Is constructive discharge illegal?

No, constructive discharge is not illegal per se. For example, if an employer had a right to terminate an employee but instead offered to reduce the employee’s wages and keep her on. If the employee quit, the employee may be deemed “constructively discharged,” but that wasn’t illegal because the employer was entitled to overtly discharge the employee.

What are examples of constructive discharge?

It is unlawful to discharge an employee in Minnesota in a manner inconsistent with or elaborated in Minnesota Statutes section 363A.08, whether overtly, explicitly, or constructively.

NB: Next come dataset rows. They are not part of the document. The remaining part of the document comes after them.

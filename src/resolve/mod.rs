//! Test node resolution by identifier or 1-based index.
//!
//! Resolution runs in two stages over the same pre-order traversal:
//!
//! 1. Exact `nodeIdentifier` match, first hit in document order wins.
//! 2. If the key parses as a positive integer, the n-th "Test Case" in
//!    traversal order.
//!
//! The listing view numbers test cases with [`walk`], the same traversal
//! the index stage uses, so a printed index always resolves back to the node
//! it was printed next to.

use crate::error::find_similar_ids;
use crate::model::TestNode;
use serde::Serialize;
use tracing::debug;

/// One node visited by [`walk`].
#[derive(Debug, Clone, Copy)]
pub struct TreeEntry<'a> {
    /// Nesting depth; roots are 0.
    pub depth: usize,
    /// 1-based position among test cases, `None` for other node kinds.
    pub index: Option<usize>,
    pub node: &'a TestNode,
}

/// Pre-order, depth-first iterator over a forest.
///
/// Children are visited in document order after their parent. Uses an
/// explicit stack instead of recursion.
pub struct Walk<'a> {
    stack: Vec<(usize, &'a TestNode)>,
    next_index: usize,
}

impl<'a> Iterator for Walk<'a> {
    type Item = TreeEntry<'a>;

    fn next(&mut self) -> Option<Self::Item> {
        let (depth, node) = self.stack.pop()?;
        self.stack
            .extend(node.children.iter().rev().map(|child| (depth + 1, child)));

        let index = if node.is_test_case() {
            self.next_index += 1;
            Some(self.next_index)
        } else {
            None
        };

        Some(TreeEntry { depth, index, node })
    }
}

/// Walk a forest in the canonical resolution order.
#[must_use]
pub fn walk(roots: &[TestNode]) -> Walk<'_> {
    Walk {
        stack: roots.iter().rev().map(|root| (0, root)).collect(),
        next_index: 0,
    }
}

/// How a key matched.
#[derive(Debug, Clone, Copy, PartialEq, Eq, Serialize)]
#[serde(rename_all = "snake_case", tag = "kind", content = "value")]
pub enum MatchType {
    /// `nodeIdentifier` equals the key.
    Identifier,
    /// The key was a 1-based test-case index.
    Index(usize),
}

/// Result of a successful resolution.
#[derive(Debug, Clone, Copy)]
pub struct ResolvedNode<'a> {
    pub node: &'a TestNode,
    pub match_type: MatchType,
}

/// Resolves user-supplied keys against one loaded tree.
#[derive(Debug, Clone, Copy)]
pub struct NodeResolver<'a> {
    roots: &'a [TestNode],
}

impl<'a> NodeResolver<'a> {
    #[must_use]
    pub const fn new(roots: &'a [TestNode]) -> Self {
        Self { roots }
    }

    /// Resolve a key by exact identifier, then by positional index.
    ///
    /// Returns `None` when neither stage matches.
    #[must_use]
    pub fn resolve(&self, key: &str) -> Option<ResolvedNode<'a>> {
        let key = key.trim();
        if key.is_empty() {
            return None;
        }

        if let Some(node) = self.find_by_identifier(key) {
            debug!(key, "resolved by identifier");
            return Some(ResolvedNode {
                node,
                match_type: MatchType::Identifier,
            });
        }

        let index = parse_index(key)?;
        let resolved = self.find_by_index(index).map(|node| ResolvedNode {
            node,
            match_type: MatchType::Index(index),
        });
        debug!(key, index, found = resolved.is_some(), "index lookup");
        resolved
    }

    /// First node in pre-order whose identifier equals `identifier`.
    #[must_use]
    pub fn find_by_identifier(&self, identifier: &str) -> Option<&'a TestNode> {
        walk(self.roots)
            .find(|entry| entry.node.node_identifier.as_deref() == Some(identifier))
            .map(|entry| entry.node)
    }

    /// The test case with the given 1-based index.
    #[must_use]
    pub fn find_by_index(&self, index: usize) -> Option<&'a TestNode> {
        if index == 0 {
            return None;
        }
        walk(self.roots)
            .find(|entry| entry.index == Some(index))
            .map(|entry| entry.node)
    }

    /// Number of test cases reachable in the forest.
    #[must_use]
    pub fn test_case_count(&self) -> usize {
        walk(self.roots).filter(|entry| entry.index.is_some()).count()
    }

    /// Identifiers close to `key`, for "did you mean" guidance after a miss.
    #[must_use]
    pub fn similar_identifiers(&self, key: &str, max: usize) -> Vec<String> {
        find_similar_ids(
            key,
            walk(self.roots).filter_map(|entry| entry.node.node_identifier.as_deref()),
            max,
        )
    }
}

/// Parse a positive 1-based index; zero and non-numbers are rejected.
fn parse_index(key: &str) -> Option<usize> {
    key.parse::<usize>().ok().filter(|n| *n > 0)
}

#[cfg(test)]
mod tests {
    use super::*;
    use crate::logging::init_test_logging;
    use crate::model::NodeType;
    use tracing::info;

    fn case(name: &str) -> TestNode {
        TestNode {
            name: name.to_string(),
            node_type: NodeType::TestCase,
            result: Some("Passed".to_string()),
            node_identifier: Some(format!("Suite/{name}")),
            ..Default::default()
        }
    }

    fn group(name: &str, node_type: NodeType, children: Vec<TestNode>) -> TestNode {
        TestNode {
            name: name.to_string(),
            node_type,
            children,
            ..Default::default()
        }
    }

    fn sample_forest() -> Vec<TestNode> {
        vec![
            group(
                "AppTests",
                NodeType::UnitTestBundle,
                vec![group(
                    "Suite",
                    NodeType::TestSuite,
                    vec![case("A"), case("B")],
                )],
            ),
            group("UITests", NodeType::UiTestBundle, vec![case("C")]),
        ]
    }

    #[test]
    fn walk_is_preorder_in_document_order() {
        let forest = sample_forest();
        let names: Vec<(&str, usize, Option<usize>)> = walk(&forest)
            .map(|e| (e.node.name.as_str(), e.depth, e.index))
            .collect();
        assert_eq!(
            names,
            vec![
                ("AppTests", 0, None),
                ("Suite", 1, None),
                ("A", 2, Some(1)),
                ("B", 2, Some(2)),
                ("UITests", 0, None),
                ("C", 1, Some(3)),
            ]
        );
    }

    #[test]
    fn resolve_by_index_returns_second_case() {
        init_test_logging();
        info!("resolve_by_index_returns_second_case: starting");
        let forest = sample_forest();
        let resolver = NodeResolver::new(&forest);

        let resolved = resolver.resolve("2").expect("index 2");
        assert_eq!(resolved.node.name, "B");
        assert_eq!(resolved.match_type, MatchType::Index(2));

        assert!(resolver.resolve("99").is_none());
        assert!(resolver.resolve("0").is_none());
        assert!(resolver.resolve("-1").is_none());
        info!("resolve_by_index_returns_second_case: assertions passed");
    }

    #[test]
    fn identifier_match_wins_over_index() {
        let mut forest = sample_forest();
        // A node whose identifier looks like an index must still match exactly.
        forest[1].children[0].node_identifier = Some("1".to_string());
        let resolver = NodeResolver::new(&forest);

        let resolved = resolver.resolve("1").expect("identifier 1");
        assert_eq!(resolved.node.name, "C");
        assert_eq!(resolved.match_type, MatchType::Identifier);
    }

    #[test]
    fn first_identifier_in_document_order_wins() {
        let forest = vec![
            group("One", NodeType::TestSuite, vec![case("Dup")]),
            group("Two", NodeType::TestSuite, vec![case("Dup")]),
        ];
        let resolver = NodeResolver::new(&forest);
        let resolved = resolver.resolve("Suite/Dup").expect("dup");
        assert!(std::ptr::eq(resolved.node, &forest[0].children[0]));
    }

    #[test]
    fn unknown_key_is_not_found() {
        let forest = sample_forest();
        let resolver = NodeResolver::new(&forest);
        assert!(resolver.resolve("Suite/Missing").is_none());
        assert!(resolver.resolve("   ").is_none());
        assert_eq!(resolver.test_case_count(), 3);
    }

    #[test]
    fn listing_indices_round_trip() {
        let forest = sample_forest();
        let resolver = NodeResolver::new(&forest);
        for entry in walk(&forest) {
            if let Some(index) = entry.index {
                let resolved = resolver.resolve(&index.to_string()).expect("round trip");
                assert!(std::ptr::eq(resolved.node, entry.node));
            }
        }
    }

    #[test]
    fn similar_identifiers_suggest_close_matches() {
        let forest = sample_forest();
        let resolver = NodeResolver::new(&forest);
        let similar = resolver.similar_identifiers("Suite/X", 3);
        assert!(similar.contains(&"Suite/A".to_string()));
    }
}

Other examples of constructive discharge might include a demotion, a severe cut in someone’s work hours, the employee being assigned a work schedule that is less desirable and drastically contrary to the one the employee accepted at the time employment commenced, reassignment of the employee to an out-of-state location against the employee’s wishes without additional compensation.

Unlawful discrimination

Unlawful discrimination can create intolerable working conditions. “A constructive discharge occurs when an employee resigns in order to escape intolerable working conditions caused by illegal discrimination.” Continental Can Co., Inc. v. State, 297 N.W.2d 241, 251 (Minn. 1980).

Demotion

A demotion can create intolerable working conditions. See Pa. State Police v. Suders, 542 U.S. 129, 134 (2004) (listing “a humiliating demotion” as an example of “employer-sanctioned adverse action” that may give rise to a constructive-discharge claim);Tadlock v. Powell, 291 F.3d 541, 546-47 (8th Cir. 2002) (concluding that evidence was sufficient to support district court’s finding of constructive discharge when employee was assigned to a different position in a different state and repeatedly communicated his desire to return to his former position, and the company would not permit employee’s return but did not tell him, and after nine months informed employee that the transfer was permanent);  Fisher v. Pharmacia & Upjohn, 225 F.3d 915, 919 (8th Cir. 2000) (holding that a transfer constitutes an adverse employment action when it “results in a significant change in working conditions or a diminution in the transferred employee’s title, salary or benefits”);  James v. Sears, Roebuck & Co., 21 F.3d 989, 993 (10th Cir. 1994) (“A perceived demotion or reassignment to a job with lower status or lower pay may, depending upon the individual facts of the case, constitute aggravating factors that would justify finding of constructive discharge.”);  Mair v. S. Minn. Broad. Co., 226 Minn. 137, 140 (1948) (“[I]f the master deliberately enters into a contract providing for the employment of another as manager, the employee has a right to insist upon retaining that grade, in the absence of any showing which would justify the master in reducing the rank of the servant.”).

What is other helpful information on constructive discharge?

Conduct that establishes a constructive discharge may also support an award for damages of emotional distress.